Route of all evil. Yup, it is bad, but in many ways.
I was watching a project recently where the poor user was biten by premature optimization.
The developers spent so much time on making the application elegant and beautiful and future proof that:
- It took a lot longer to get it out there
- The users had to jump through hoops to do their own work, and there was delays in getting fresh content out there
- The iteration “make it easier for users” was always “just after the next thing”
If the user was considered first, someone usable would have been out there, and THEN the developers would have had to make it work with caching after the fact.
That being said, you obviously don’t want to be dumb with your architecture, making it hard to grow in the future. I have seen that happen too.

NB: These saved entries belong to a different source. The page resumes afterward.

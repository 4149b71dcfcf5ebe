use uuid::Uuid;

use crate::repositories::StoreError;

/// Unified error type returned by every service operation in the crate.
///
/// Checkout variants deliberately name the step that failed so callers can
/// present an accurate retry affordance: `OrderCreation` and `PaymentFailed`
/// happen before any money moves, while `PartialPayment` means a payment
/// document exists and must never be collapsed into a generic payment error.
#[derive(Debug, thiserror::Error)]
pub enum ServiceError {
    #[error("Invalid item: {0}")]
    InvalidItem(String),

    #[error("Invalid argument: {0}")]
    InvalidArgument(String),

    #[error("Invalid operation: {0}")]
    InvalidOperation(String),

    #[error("Validation error: {0}")]
    Validation(String),

    #[error("Authentication required")]
    AuthRequired,

    #[error("Checkout payload is empty")]
    EmptyCheckout,

    #[error("Order creation failed: {0}")]
    OrderCreation(String),

    #[error("Payment failed: {0}")]
    PaymentFailed(String),

    #[error("Payment {payment_id} captured for order {order_id} but the order update failed: {reason}")]
    PartialPayment {
        order_id: Uuid,
        payment_id: Uuid,
        reason: String,
    },

    #[error("Not found: {0}")]
    NotFound(String),

    #[error("Store error: {0}")]
    Store(#[from] StoreError),

    #[error("Other error: {0}")]
    Other(#[from] anyhow::Error),
}

impl ServiceError {
    /// Returns the message suitable for direct display to a shopper.
    ///
    /// Failures after payment capture must read differently from failures
    /// before it ("payment received, contact support" vs "try again"), and
    /// infrastructure errors never leak their underlying cause.
    pub fn user_message(&self) -> String {
        match self {
            Self::PartialPayment { order_id, .. } => format!(
                "Your payment was received, but we could not finish updating order {}. \
                 Please contact support before retrying payment.",
                order_id
            ),
            Self::PaymentFailed(_) => {
                "Payment failed. No charge was made; please try again.".to_string()
            }
            Self::OrderCreation(_) => {
                "We could not create your order. Your cart is unchanged; please try again."
                    .to_string()
            }
            Self::AuthRequired => "Please sign in to continue to checkout.".to_string(),
            Self::EmptyCheckout => {
                "None of the items in your cart are currently available.".to_string()
            }
            Self::Store(_) | Self::Other(_) => {
                "Something went wrong on our side. Please try again.".to_string()
            }
            other => other.to_string(),
        }
    }

    /// True when retrying the same call cannot duplicate a remote write.
    pub fn retry_is_safe(&self) -> bool {
        !matches!(self, Self::PartialPayment { .. })
    }
}

#[cfg(test)]
mod tests {
    use super::*;

    #[test]
    fn partial_payment_is_never_presented_as_a_plain_failure() {
        let order_id = Uuid::new_v4();
        let err = ServiceError::PartialPayment {
            order_id,
            payment_id: Uuid::new_v4(),
            reason: "store write rejected".into(),
        };

        let msg = err.user_message();
        assert!(msg.contains("payment was received"), "got: {}", msg);
        assert!(msg.contains(&order_id.to_string()));
        assert!(!err.retry_is_safe());

        let plain = ServiceError::PaymentFailed("card declined".into());
        assert!(plain.user_message().contains("No charge was made"));
        assert!(plain.retry_is_safe());
    }

    #[test]
    fn infrastructure_messages_hide_internal_details() {
        let err = ServiceError::Store(StoreError::Unavailable("dns lookup failed".into()));
        assert!(!err.user_message().contains("dns"));

        let err: ServiceError = anyhow::anyhow!("channel closed").into();
        assert!(!err.user_message().contains("channel"));
    }

    #[test]
    fn store_and_anyhow_errors_convert() {
        fn returns_store_err() -> Result<(), ServiceError> {
            Err(StoreError::MissingDocument {
                collection: "orders",
                id: "abc".into(),
            })?;
            Ok(())
        }
        assert!(matches!(
            returns_store_err(),
            Err(ServiceError::Store(StoreError::MissingDocument { .. }))
        ));

        let err: ServiceError = anyhow::anyhow!("boom").into();
        assert!(matches!(err, ServiceError::Other(_)));
    }

    #[test]
    fn display_names_the_failed_step() {
        assert_eq!(
            ServiceError::OrderCreation("timeout".into()).to_string(),
            "Order creation failed: timeout"
        );
        assert_eq!(
            ServiceError::Validation("card number must be 16 digits".into()).to_string(),
            "Validation error: card number must be 16 digits"
        );
        assert_eq!(
            ServiceError::AuthRequired.to_string(),
            "Authentication required"
        );
    }
}
pub mod commerce;

pub use commerce::{CartService, CheckoutService};
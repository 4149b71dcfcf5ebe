use rust_decimal::Decimal;
use serde::{Deserialize, Serialize};
use tokio::sync::mpsc;
use tracing::{info, warn};
use uuid::Uuid;

/// Storefront lifecycle events, emitted by the services on completed
/// operations and consumed by [`process_events`].
#[derive(Debug, Clone, Serialize, Deserialize)]
pub enum Event {
    // Cart events
    CartItemAdded {
        product_id: String,
        quantity: u32,
    },
    CartItemRemoved {
        product_id: String,
    },
    CartQuantityChanged {
        product_id: String,
        quantity: u32,
    },
    CartCleared,

    // Checkout events
    CheckoutStarted {
        session_id: Uuid,
        item_count: u32,
    },
    CheckoutCompleted {
        session_id: Uuid,
        order_id: Uuid,
    },
    CheckoutFailed {
        session_id: Uuid,
        step: String,
        reason: String,
    },
    CheckoutCancelled {
        session_id: Uuid,
    },

    // Order events
    OrderCreated(Uuid),
    OrderStatusChanged {
        order_id: Uuid,
        old_status: String,
        new_status: String,
    },

    // Payment events
    PaymentCaptured {
        payment_id: Uuid,
        order_id: Uuid,
        amount: Decimal,
    },

    // Inventory events
    InventoryAdjusted {
        product_id: String,
        old_quantity: i64,
        new_quantity: i64,
    },
}

#[derive(Debug, Clone)]
pub struct EventSender {
    sender: mpsc::Sender<Event>,
}

impl EventSender {
    /// Creates a new EventSender
    pub fn new(sender: mpsc::Sender<Event>) -> Self {
        Self { sender }
    }

    /// Sends an event asynchronously
    pub async fn send(&self, event: Event) -> Result<(), String> {
        self.sender
            .send(event)
            .await
            .map_err(|e| format!("Failed to send event: {}", e))
    }

    /// Sends an event, downgrading delivery failure to a warning.
    ///
    /// Used on success paths: a completed domain operation must not turn
    /// into an error because the channel is full or its consumer is gone.
    pub async fn send_or_log(&self, event: Event) {
        if let Err(e) = self.send(event.clone()).await {
            warn!(error = %e, event = ?event, "event delivery failed");
        }
    }
}

// Consumes incoming events. Everything is logged; degraded states get
// warnings so operators can spot them without a metrics pipeline.
pub async fn process_events(mut rx: mpsc::Receiver<Event>) {
    info!("Starting event processing loop");

    while let Some(event) = rx.recv().await {
        match &event {
            Event::CheckoutFailed {
                session_id,
                step,
                reason,
            } => {
                warn!(%session_id, step = %step, reason = %reason, "checkout failed");
            }
            Event::InventoryAdjusted {
                product_id,
                old_quantity,
                new_quantity,
            } if *new_quantity < 0 => {
                warn!(
                    product_id = %product_id,
                    old_quantity,
                    new_quantity,
                    "inventory stock went negative"
                );
            }
            other => {
                info!(event = ?other, "event received");
            }
        }
    }

    info!("Event channel closed, stopping event processing loop");
}
//! Storefront core library
//!
//! This crate provides the cart state manager and the multi-step checkout
//! flow of a storefront application. Persistence, authentication, and
//! querying are delegated to external collaborators reached through narrow,
//! constructor-injected traits: a local key-value store for the cart mirror,
//! four document-collection repositories (catalog, orders, payments,
//! inventory), and an identity provider. In-process implementations of every
//! boundary ship with the crate so the storefront runs before a real backend
//! exists.
//!
//! [`Storefront`] is the composition root: it wires the event channel,
//! constructs the services, and hydrates the cart.
#![forbid(unsafe_code)]
#![deny(rust_2018_idioms)]
#![warn(clippy::all, clippy::perf, clippy::dbg_macro)]

// Core modules
pub mod auth;
pub mod config;
pub mod errors;
pub mod events;
pub mod models;
pub mod repositories;
pub mod services;
pub mod storage;

use std::sync::Arc;
use std::time::Duration;

use tokio::sync::mpsc;
use tokio::task::JoinHandle;
use tracing::{info, warn};

pub use auth::{CustomerIdentity, IdentityProvider, SessionIdentity};
pub use config::{init_tracing, load_config, StorefrontConfig};
pub use errors::ServiceError;
pub use events::{Event, EventSender};
pub use services::commerce::{
    AddToCartInput, CartService, CheckoutReceipt, CheckoutService, CheckoutSession, CheckoutStep,
    PaymentInput,
};

use repositories::{
    CatalogRepository, InMemoryStore, InventoryRepository, OrderRepository, PaymentRepository,
};
use storage::{InMemoryLocalStore, LocalStore};

/// The injected collaborator set a [`Storefront`] is built from.
pub struct StorefrontBackends {
    pub local_store: Arc<dyn LocalStore>,
    pub catalog: Arc<dyn CatalogRepository>,
    pub orders: Arc<dyn OrderRepository>,
    pub payments: Arc<dyn PaymentRepository>,
    pub inventory: Arc<dyn InventoryRepository>,
    pub identity: Arc<dyn IdentityProvider>,
}

impl StorefrontBackends {
    /// Backends served entirely in process: an [`InMemoryStore`] for every
    /// remote collection and an [`InMemoryLocalStore`] for the cart mirror.
    /// Returns the store alongside so callers can seed catalog and inventory
    /// documents.
    pub fn in_process(identity: Arc<dyn IdentityProvider>) -> (Self, Arc<InMemoryStore>) {
        let store = Arc::new(InMemoryStore::new());
        let backends = Self {
            local_store: Arc::new(InMemoryLocalStore::new()),
            catalog: store.clone(),
            orders: store.clone(),
            payments: store.clone(),
            inventory: store.clone(),
            identity,
        };
        (backends, store)
    }
}

/// Composition root owning the services and the event processor lifecycle.
pub struct Storefront {
    pub cart: Arc<CartService>,
    pub checkout: Arc<CheckoutService>,
    event_sender: Arc<EventSender>,
    event_task: JoinHandle<()>,
}

impl Storefront {
    /// Wires the event channel, builds the services around the injected
    /// backends, and hydrates the cart from the local store.
    pub async fn init(config: StorefrontConfig, backends: StorefrontBackends) -> Self {
        let (tx, rx) = mpsc::channel(config.event_channel_capacity);
        let event_sender = Arc::new(EventSender::new(tx));
        let event_task = tokio::spawn(events::process_events(rx));

        let cart = Arc::new(CartService::new(
            backends.local_store,
            config.cart_storage_key.clone(),
            Some(event_sender.clone()),
        ));
        cart.initialize().await;

        let checkout = Arc::new(CheckoutService::new(
            cart.clone(),
            backends.catalog,
            backends.orders,
            backends.payments,
            backends.inventory,
            backends.identity,
            Some(event_sender.clone()),
            config.checkout_session_ttl(),
        ));

        info!(environment = %config.environment, "storefront initialized");
        Self {
            cart,
            checkout,
            event_sender,
            event_task,
        }
    }

    /// Handle for emitting events from outside the services.
    pub fn events(&self) -> Arc<EventSender> {
        self.event_sender.clone()
    }

    /// Drops the services and drains the event processor.
    pub async fn shutdown(self) {
        let Self {
            cart,
            checkout,
            event_sender,
            mut event_task,
        } = self;

        // The processor's channel closes once every sender is gone.
        drop(checkout);
        drop(cart);
        drop(event_sender);

        if tokio::time::timeout(Duration::from_secs(5), &mut event_task)
            .await
            .is_err()
        {
            warn!("event processor did not drain in time; aborting it");
            event_task.abort();
        }
    }
}
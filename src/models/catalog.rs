use rust_decimal::Decimal;
use serde::{Deserialize, Serialize};

/// Catalog product document as served by the remote store.
///
/// Read-only from this crate's point of view. `available` gates whether a
/// cart line referencing the product survives checkout snapshotting;
/// documents written before the flag existed default to available.
#[derive(Clone, Debug, PartialEq, Serialize, Deserialize)]
pub struct Product {
    pub id: String,
    pub title: String,
    pub price: Decimal,
    #[serde(default)]
    pub image: Option<String>,
    #[serde(default)]
    pub platform: Option<String>,
    #[serde(default = "default_available")]
    pub available: bool,
    #[serde(default)]
    pub stock: i64,
}

fn default_available() -> bool {
    true
}
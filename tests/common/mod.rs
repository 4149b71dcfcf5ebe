#![allow(dead_code)]

use std::sync::atomic::{AtomicBool, Ordering};
use std::sync::Arc;

use async_trait::async_trait;
use chrono::Duration;
use rust_decimal::Decimal;
use uuid::Uuid;

use storefront_core::auth::{CustomerIdentity, SessionIdentity};
use storefront_core::models::{InventoryLevel, Order, OrderPaymentUpdate, Payment, Product};
use storefront_core::repositories::{
    InMemoryStore, InventoryRepository, OrderRepository, PaymentRepository, StoreError,
};
use storefront_core::services::commerce::{AddToCartInput, CartService, CheckoutService, PaymentInput};
use storefront_core::storage::{InMemoryLocalStore, LocalStore, StorageError};

pub const CART_KEY: &str = "cart";

/// Orders-collection wrapper with switchable failure points, used to drive
/// the checkout flow into its partial-failure states.
pub struct FlakyOrders {
    inner: Arc<InMemoryStore>,
    pub fail_create: AtomicBool,
    pub fail_apply_payment: AtomicBool,
}

impl FlakyOrders {
    pub fn new(inner: Arc<InMemoryStore>) -> Self {
        Self {
            inner,
            fail_create: AtomicBool::new(false),
            fail_apply_payment: AtomicBool::new(false),
        }
    }
}

#[async_trait]
impl OrderRepository for FlakyOrders {
    async fn create(&self, order: &Order) -> Result<(), StoreError> {
        if self.fail_create.load(Ordering::SeqCst) {
            return Err(StoreError::Unavailable(
                "injected order create failure".to_string(),
            ));
        }
        OrderRepository::create(self.inner.as_ref(), order).await
    }

    async fn find_by_id(&self, id: Uuid) -> Result<Option<Order>, StoreError> {
        OrderRepository::find_by_id(self.inner.as_ref(), id).await
    }

    async fn apply_payment(&self, id: Uuid, update: &OrderPaymentUpdate) -> Result<(), StoreError> {
        if self.fail_apply_payment.load(Ordering::SeqCst) {
            return Err(StoreError::WriteRejected {
                collection: "orders",
                reason: "injected order update failure".to_string(),
            });
        }
        self.inner.apply_payment(id, update).await
    }
}

/// Local-store wrapper that can be made to fail writes, for exercising the
/// best-effort persistence contract.
pub struct FlakyLocalStore {
    inner: InMemoryLocalStore,
    pub fail_writes: AtomicBool,
}

impl FlakyLocalStore {
    pub fn new() -> Self {
        Self {
            inner: InMemoryLocalStore::new(),
            fail_writes: AtomicBool::new(false),
        }
    }
}

#[async_trait]
impl LocalStore for FlakyLocalStore {
    async fn get(&self, key: &str) -> Result<Option<String>, StorageError> {
        self.inner.get(key).await
    }

    async fn set(&self, key: &str, value: &str) -> Result<(), StorageError> {
        if self.fail_writes.load(Ordering::SeqCst) {
            return Err(StorageError::Io(std::io::Error::other(
                "injected write failure",
            )));
        }
        self.inner.set(key, value).await
    }

    async fn remove(&self, key: &str) -> Result<(), StorageError> {
        if self.fail_writes.load(Ordering::SeqCst) {
            return Err(StorageError::Io(std::io::Error::other(
                "injected write failure",
            )));
        }
        self.inner.remove(key).await
    }
}

/// Test harness: services wired over an in-process store with a signed-in
/// shopper, and direct handles to everything for seeding and assertions.
pub struct TestApp {
    pub cart: Arc<CartService>,
    pub checkout: Arc<CheckoutService>,
    pub store: Arc<InMemoryStore>,
    pub orders: Arc<FlakyOrders>,
    pub local: Arc<InMemoryLocalStore>,
    pub identity: Arc<SessionIdentity>,
}

impl TestApp {
    pub async fn new() -> Self {
        Self::with_session_ttl(Duration::minutes(30)).await
    }

    pub async fn with_session_ttl(session_ttl: Duration) -> Self {
        let store = Arc::new(InMemoryStore::new());
        let orders = Arc::new(FlakyOrders::new(store.clone()));
        let local = Arc::new(InMemoryLocalStore::new());
        let identity = Arc::new(SessionIdentity::signed_in(
            CustomerIdentity::new("shopper-1").with_email("shopper@example.com"),
        ));

        let cart = Arc::new(CartService::new(local.clone(), CART_KEY.to_string(), None));
        cart.initialize().await;

        let checkout = Arc::new(CheckoutService::new(
            cart.clone(),
            store.clone(),
            orders.clone(),
            store.clone(),
            store.clone(),
            identity.clone(),
            None,
            session_ttl,
        ));

        Self {
            cart,
            checkout,
            store,
            orders,
            local,
            identity,
        }
    }

    /// Seeds a purchasable catalog product plus its inventory record.
    pub fn seed_game(&self, id: &str, price: Decimal, stock: i64) {
        self.store
            .seed_product(&Product {
                id: id.to_string(),
                title: format!("Game {}", id),
                price,
                image: None,
                platform: Some("PC".to_string()),
                available: true,
                stock,
            })
            .unwrap();
        self.store
            .seed_inventory(&InventoryLevel::new(format!("inv-{}", id), id, stock))
            .unwrap();
    }

    /// Seeds a catalog product flagged unavailable.
    pub fn seed_unavailable_game(&self, id: &str, price: Decimal) {
        self.store
            .seed_product(&Product {
                id: id.to_string(),
                title: format!("Game {}", id),
                price,
                image: None,
                platform: Some("PC".to_string()),
                available: false,
                stock: 0,
            })
            .unwrap();
    }

    /// Seeds a catalog product without any inventory record.
    pub fn seed_game_without_inventory(&self, id: &str, price: Decimal) {
        self.store
            .seed_product(&Product {
                id: id.to_string(),
                title: format!("Game {}", id),
                price,
                image: None,
                platform: Some("PC".to_string()),
                available: true,
                stock: 0,
            })
            .unwrap();
    }

    pub async fn order(&self, id: Uuid) -> Order {
        OrderRepository::find_by_id(self.store.as_ref(), id)
            .await
            .unwrap()
            .expect("order document missing")
    }

    pub async fn payment(&self, id: Uuid) -> Option<Payment> {
        PaymentRepository::find_by_id(self.store.as_ref(), id)
            .await
            .unwrap()
    }

    pub async fn stock_for(&self, product_id: &str) -> i64 {
        let levels = self
            .store
            .find_by_products(&[product_id.to_string()])
            .await
            .unwrap();
        levels
            .first()
            .map(|level| level.stock_quantity)
            .expect("inventory record missing")
    }
}

pub fn add_input(id: &str, price: Decimal) -> AddToCartInput {
    AddToCartInput {
        id: id.to_string(),
        title: format!("Game {}", id),
        price,
        image: None,
        platform: Some("PC".to_string()),
    }
}

pub fn valid_card() -> PaymentInput {
    PaymentInput::CreditCard {
        number: "4242 4242 4242 4242".to_string(),
        expiry: "12/27".to_string(),
        cvv: "123".to_string(),
        cardholder: "Ada Lovelace".to_string(),
    }
}
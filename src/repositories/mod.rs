//! Boundary to the remote document store.
//!
//! The storefront never talks to a concrete database: checkout reads and
//! writes through these four collection-shaped traits, and the host
//! application injects whatever client it runs against. [`memory`] ships an
//! in-process implementation used by tests and demos.

use async_trait::async_trait;
use chrono::{DateTime, Utc};
use thiserror::Error;
use uuid::Uuid;

#[cfg(test)]
use mockall::automock;

use crate::models::{InventoryLevel, Order, OrderPaymentUpdate, Payment, Product};

pub mod memory;

pub use memory::InMemoryStore;

/// Remote document-store failure, as seen at a collection boundary.
#[derive(Debug, Error)]
pub enum StoreError {
    #[error("Store unavailable: {0}")]
    Unavailable(String),

    #[error("Document {id} in {collection} is malformed: {source}")]
    Malformed {
        collection: &'static str,
        id: String,
        #[source]
        source: serde_json::Error,
    },

    #[error("Document {id} not found in {collection}")]
    MissingDocument {
        collection: &'static str,
        id: String,
    },

    #[error("Write to {collection} rejected: {reason}")]
    WriteRejected {
        collection: &'static str,
        reason: String,
    },
}

/// Read-only access to the product catalog.
#[cfg_attr(test, automock)]
#[async_trait]
pub trait CatalogRepository: Send + Sync {
    /// Fetches the given products in one batched call. Ids that do not
    /// resolve are simply absent from the result; order is not significant.
    async fn find_by_ids(&self, ids: &[String]) -> Result<Vec<Product>, StoreError>;
}

/// Orders collection: created once per checkout, then updated in place
/// when the payment settles.
#[cfg_attr(test, automock)]
#[async_trait]
pub trait OrderRepository: Send + Sync {
    /// Creates the order document under its client-generated id.
    async fn create(&self, order: &Order) -> Result<(), StoreError>;

    /// Read-back used by the idempotent retry contract.
    async fn find_by_id(&self, id: Uuid) -> Result<Option<Order>, StoreError>;

    /// Applies the payment field set to an existing order document.
    async fn apply_payment(&self, id: Uuid, update: &OrderPaymentUpdate) -> Result<(), StoreError>;
}

/// Payments collection: append-only from this crate's point of view.
#[cfg_attr(test, automock)]
#[async_trait]
pub trait PaymentRepository: Send + Sync {
    async fn create(&self, payment: &Payment) -> Result<(), StoreError>;

    /// Read-back used by the idempotent retry contract.
    async fn find_by_id(&self, id: Uuid) -> Result<Option<Payment>, StoreError>;
}

/// Inventory collection, queried by product id rather than scanned whole.
#[cfg_attr(test, automock)]
#[async_trait]
pub trait InventoryRepository: Send + Sync {
    /// Fetches the stock records for the given products in one batched
    /// call. Products without a record are absent from the result.
    async fn find_by_products(
        &self,
        product_ids: &[String],
    ) -> Result<Vec<InventoryLevel>, StoreError>;

    /// Overwrites a record's stock count and bump timestamp.
    async fn update_stock(
        &self,
        record_id: &str,
        stock_quantity: i64,
        last_updated: DateTime<Utc>,
    ) -> Result<(), StoreError>;
}
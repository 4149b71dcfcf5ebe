// Session-local persistence for the cart, with pluggable backends.

use std::collections::HashMap;
use std::path::PathBuf;
use std::sync::{Arc, PoisonError, RwLock};

use thiserror::Error;

#[derive(Debug, Error)]
pub enum StorageError {
    #[error("Serialization error: {0}")]
    Serialization(#[from] serde_json::Error),
    #[error("IO error: {0}")]
    Io(#[from] std::io::Error),
    #[error("Invalid storage key: {0:?}")]
    InvalidKey(String),
}

/// Key-value persistence scoped to the shopper's session.
///
/// The cart mirrors itself here after every successful mutation (a JSON
/// array of items under one fixed key). The backend is best-effort
/// caching: the in-memory cart owned by the service stays the source of
/// truth, so a write failure degrades persistence without losing state.
#[async_trait::async_trait]
pub trait LocalStore: Send + Sync {
    async fn get(&self, key: &str) -> Result<Option<String>, StorageError>;
    async fn set(&self, key: &str, value: &str) -> Result<(), StorageError>;
    async fn remove(&self, key: &str) -> Result<(), StorageError>;
}

/// In-memory backend. Carts live exactly as long as the process.
#[derive(Debug, Clone, Default)]
pub struct InMemoryLocalStore {
    store: Arc<RwLock<HashMap<String, String>>>,
}

impl InMemoryLocalStore {
    pub fn new() -> Self {
        Self::default()
    }
}

#[async_trait::async_trait]
impl LocalStore for InMemoryLocalStore {
    async fn get(&self, key: &str) -> Result<Option<String>, StorageError> {
        let store = self.store.read().unwrap_or_else(PoisonError::into_inner);
        Ok(store.get(key).cloned())
    }

    async fn set(&self, key: &str, value: &str) -> Result<(), StorageError> {
        let mut store = self.store.write().unwrap_or_else(PoisonError::into_inner);
        store.insert(key.to_string(), value.to_string());
        Ok(())
    }

    async fn remove(&self, key: &str) -> Result<(), StorageError> {
        let mut store = self.store.write().unwrap_or_else(PoisonError::into_inner);
        store.remove(key);
        Ok(())
    }
}

/// File backend: one file per key under a root directory, so a cart
/// survives process restarts the way browser storage survives page loads.
#[derive(Debug, Clone)]
pub struct FileLocalStore {
    root: PathBuf,
}

impl FileLocalStore {
    pub fn new(root: impl Into<PathBuf>) -> Self {
        Self { root: root.into() }
    }

    // Keys become file names, so the accepted alphabet is restricted up
    // front instead of trusting callers with path fragments.
    fn path_for(&self, key: &str) -> Result<PathBuf, StorageError> {
        let valid = !key.is_empty()
            && key
                .chars()
                .all(|c| c.is_ascii_alphanumeric() || c == '_' || c == '-');
        if !valid {
            return Err(StorageError::InvalidKey(key.to_string()));
        }
        Ok(self.root.join(format!("{}.json", key)))
    }
}

#[async_trait::async_trait]
impl LocalStore for FileLocalStore {
    async fn get(&self, key: &str) -> Result<Option<String>, StorageError> {
        let path = self.path_for(key)?;
        match tokio::fs::read_to_string(&path).await {
            Ok(value) => Ok(Some(value)),
            Err(e) if e.kind() == std::io::ErrorKind::NotFound => Ok(None),
            Err(e) => Err(e.into()),
        }
    }

    async fn set(&self, key: &str, value: &str) -> Result<(), StorageError> {
        let path = self.path_for(key)?;
        tokio::fs::create_dir_all(&self.root).await?;
        tokio::fs::write(&path, value).await?;
        Ok(())
    }

    async fn remove(&self, key: &str) -> Result<(), StorageError> {
        let path = self.path_for(key)?;
        match tokio::fs::remove_file(&path).await {
            Ok(()) => Ok(()),
            Err(e) if e.kind() == std::io::ErrorKind::NotFound => Ok(()),
            Err(e) => Err(e.into()),
        }
    }
}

February 26th, 2007 at 4:05 am
According to Donald Knuth, it has to be “root of all evil” :-)
February 26th, 2007 at 7:14 am
Clearly Dion meant “the route to all evil”. : )
February 26th, 2007 at 7:38 am
Wow, I just wrote about the flip side of the coin: My point was to always strive for simplicity — for the user and for your code. Then, performance optimizations magically appear. Then, and only then, you should do them.
February 27th, 2007 at 8:46 am
The simplest possible code is usually the worst application design.
The curve going from simple to complex is a hump, where the y axis is quality.
Highest quality code comes from the simplest code that can accommodate new feautres or chages of current features without a lot of pain and without increasing the cost of maintenance.